Потоки, клокочущие и живые, снуют по днищу котлована, зигзагами из стороны в сторону, но все вниз и вниз, перекатываются клочья желтой бешеной пены. Потоки гремят, бушуют, кружатся, завихряются — и все ближе, все ближе к бетону.
А люди, а люди! Люди с откосов бегут по краям потока, забыв про все на свете, кроме вот этой воды. Люди кричат, перекликаются, шумят. Беспредельная радость охватывает людей. И мы с Анатолием тоже со всеми вместе, мы забыли про свои карандаши и блокноты. Да они и не нужны в такую минуту.
Но вот первая волна ударяется о бетон плотины. Ударяется — и с шумом и плеском отлетает, откатывается, взвихренная, ленная. Откатывается и вновь налетает с новой силой, и вновь откатывается, и разливается все шире, мутная, с пузыристыми гребнями, с пенными хлопьями. Она ищет, куда бы ей проникнуть, но деться ей некуда. Это преграда. И тогда вода в бессильной ярости начинает кружиться и вертеться меж бетонных быков. Бетон стоит словно по колено в клокочущей воде. А там, наверху, где спервоначалу был только ручеек, там теперь ревет, — там буйствует река, гремит, изгибаясь со стеклянной грацией. И она все шире и шире, эта река. Но течение ее все спокойней и тише.
Очнулись и мы. Анатолий достает блокнот и коротко делает какую-то пометку. Я бросаю взгляд на часы. Как, неужели пролетел целый час?
Вода побеждена. Она еще в волнении и стремлении, но она побеждена. Вот она и совсем успокоилась. В широкие ворота, в том месте, где час назад был только ручеек, сейчас, стрекоча мотором, просунулась лодчонка. А вслед за нею деловито выруливает катер.

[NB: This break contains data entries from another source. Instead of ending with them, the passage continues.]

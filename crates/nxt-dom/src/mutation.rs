#![forbid(unsafe_code)]

//! Mutation observation: options, observer handles and the records the host
//! hands to the change notifier.
//!
//! Records follow the shape of a browser subtree observer. Removed nodes are
//! reported once per removed root and carry the ids of every element the
//! document purged with it, so consumers never have to walk a subtree that no
//! longer exists.

use crate::document::ElementId;

/// Handle for a registered observer.
#[derive(Clone, Copy, Debug, PartialEq, Eq, Hash, PartialOrd, Ord)]
pub struct ObserverId(pub(crate) u64);

/// What an observer wants to hear about.
#[derive(Debug, Clone, PartialEq, Eq)]
pub struct ObserveOptions {
    /// Report insertions and removals of children.
    pub child_list: bool,
    /// Report attribute changes.
    pub attributes: bool,
    /// Report text/html content changes.
    pub character_data: bool,
    /// Observe the whole subtree instead of only the root.
    pub subtree: bool,
    /// Include the previous attribute value in attribute records.
    pub attribute_old_value: bool,
    /// Restrict attribute records to these names. `None` means all.
    pub attribute_filter: Option<Vec<String>>,
}

impl Default for ObserveOptions {
    fn default() -> Self {
        Self {
            child_list: true,
            attributes: true,
            character_data: false,
            subtree: true,
            attribute_old_value: true,
            attribute_filter: None,
        }
    }
}

impl ObserveOptions {
    /// Builder: restrict attribute records to the given names.
    #[must_use]
    pub fn with_attribute_filter<I, S>(mut self, names: I) -> Self
    where
        I: IntoIterator<Item = S>,
        S: Into<String>,
    {
        self.attribute_filter = Some(names.into_iter().map(Into::into).collect());
        self
    }

    /// Builder: also report content changes.
    #[must_use]
    pub fn with_character_data(mut self) -> Self {
        self.character_data = true;
        self
    }

    pub(crate) fn wants_attribute(&self, name: &str) -> bool {
        self.attributes
            && self
                .attribute_filter
                .as_ref()
                .is_none_or(|filter| filter.iter().any(|f| f == name))
    }
}

/// A node removed from the tree, with everything purged alongside it.
#[derive(Debug, Clone, PartialEq, Eq)]
pub struct RemovedNode {
    /// The removed subtree root.
    pub id: ElementId,
    /// Every element id dropped from the arena, root first. Empty when the
    /// node was moved rather than destroyed.
    pub purged: Vec<ElementId>,
}

/// One observed mutation.
#[derive(Debug, Clone, PartialEq, Eq)]
pub enum MutationRecord {
    /// Children were inserted into or removed from `target`.
    ChildList {
        target: ElementId,
        added: Vec<ElementId>,
        removed: Vec<RemovedNode>,
    },
    /// An attribute of `target` was set or removed.
    Attributes {
        target: ElementId,
        name: String,
        old_value: Option<String>,
    },
    /// Text or inner html of `target` changed.
    CharacterData { target: ElementId },
}

impl MutationRecord {
    /// The element the mutation happened on.
    #[must_use]
    pub fn target(&self) -> ElementId {
        match self {
            Self::ChildList { target, .. }
            | Self::Attributes { target, .. }
            | Self::CharacterData { target } => *target,
        }
    }
}

#[derive(Debug)]
pub(crate) struct Observer {
    pub(crate) id: ObserverId,
    pub(crate) root: ElementId,
    pub(crate) options: ObserveOptions,
    pub(crate) records: Vec<MutationRecord>,
}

А вслед за ними через тот же проем, будто того и ждала, вплывает густая туча листьев — желтых, оранжевых, красных кленовых листьев. Цветастая стая неторопливо, чуть покачиваясь и поколыхиваясь, медленно проплывает своим путем.
Идет навстречу маленькая женщина, сияет от радости. Она похожа на взъерошенного мальчишку: на ней спортивные шаровары, просторная клетчатая куртка, она словно только что из похода. Под мышкой у женщины бумажный рулон. Это научный сотрудник краеведческого музея.
Еще издали она громко сообщает:
— А я что раздобыла! — И с негодованием, которое так не вяжется со счастливой улыбкой, добавляет: — А они хотели выбросить!
Пристраивается на скамеечке, ловко раскатывает рулон, показывает яркие листы:
— Вот! И вот! И вот!
Она собирает экспонаты. Она показывает нам «молнии» и «боевые листки». Спрашивает:
— Прелесть? — И сама себе отвечает: — Через сто лет им цены не будет!
— А через тысячу лет?
— Ну!
Мне всегда почему-то казалось, что от экспонатов, которые хранятся под стеклом в тихих и торжественных музейных залах, исходит неслышный гул тысячелетий. Они, экспонаты, должны быть покрыты таинственной пылью древности. Они должны прийти к нам из невообразимой дали, с зари времен. По ним, по этим осколкам кремневых топоров, по этим позеленевшим бронзовым бляхам, по этим перекрученным и изъеденным ржавчиной железкам, должны мы угадывать поступь истории.
А тут извольте: вчерашние «боевые листки» с дырочками от гвоздиков. Вчера их торопливо и вдохновенно малевал доморощенный художник Костя, совсем не задумываясь о высоких материях. А сегодня они — музейный экспонат.
Молча мы переглядываемся с Анатолием.
Как же, в таком случае, надо писать нам свои картины и свои книги?
Это тогда, на нашем любимом пригорке, с которого открывается пойма и ложе будущего моря, он поднял и показал мне кленовый лист.
Он разгладил его осторожно и даже любовно. Словно это было что-то живое. Ладонь.
Лист, если приглядеться к нему повнимательней, и вправду похож на ладонь. Продубленную, с прожилками, морщинками, бороздками, ладонь вдосталь поработавшего человека.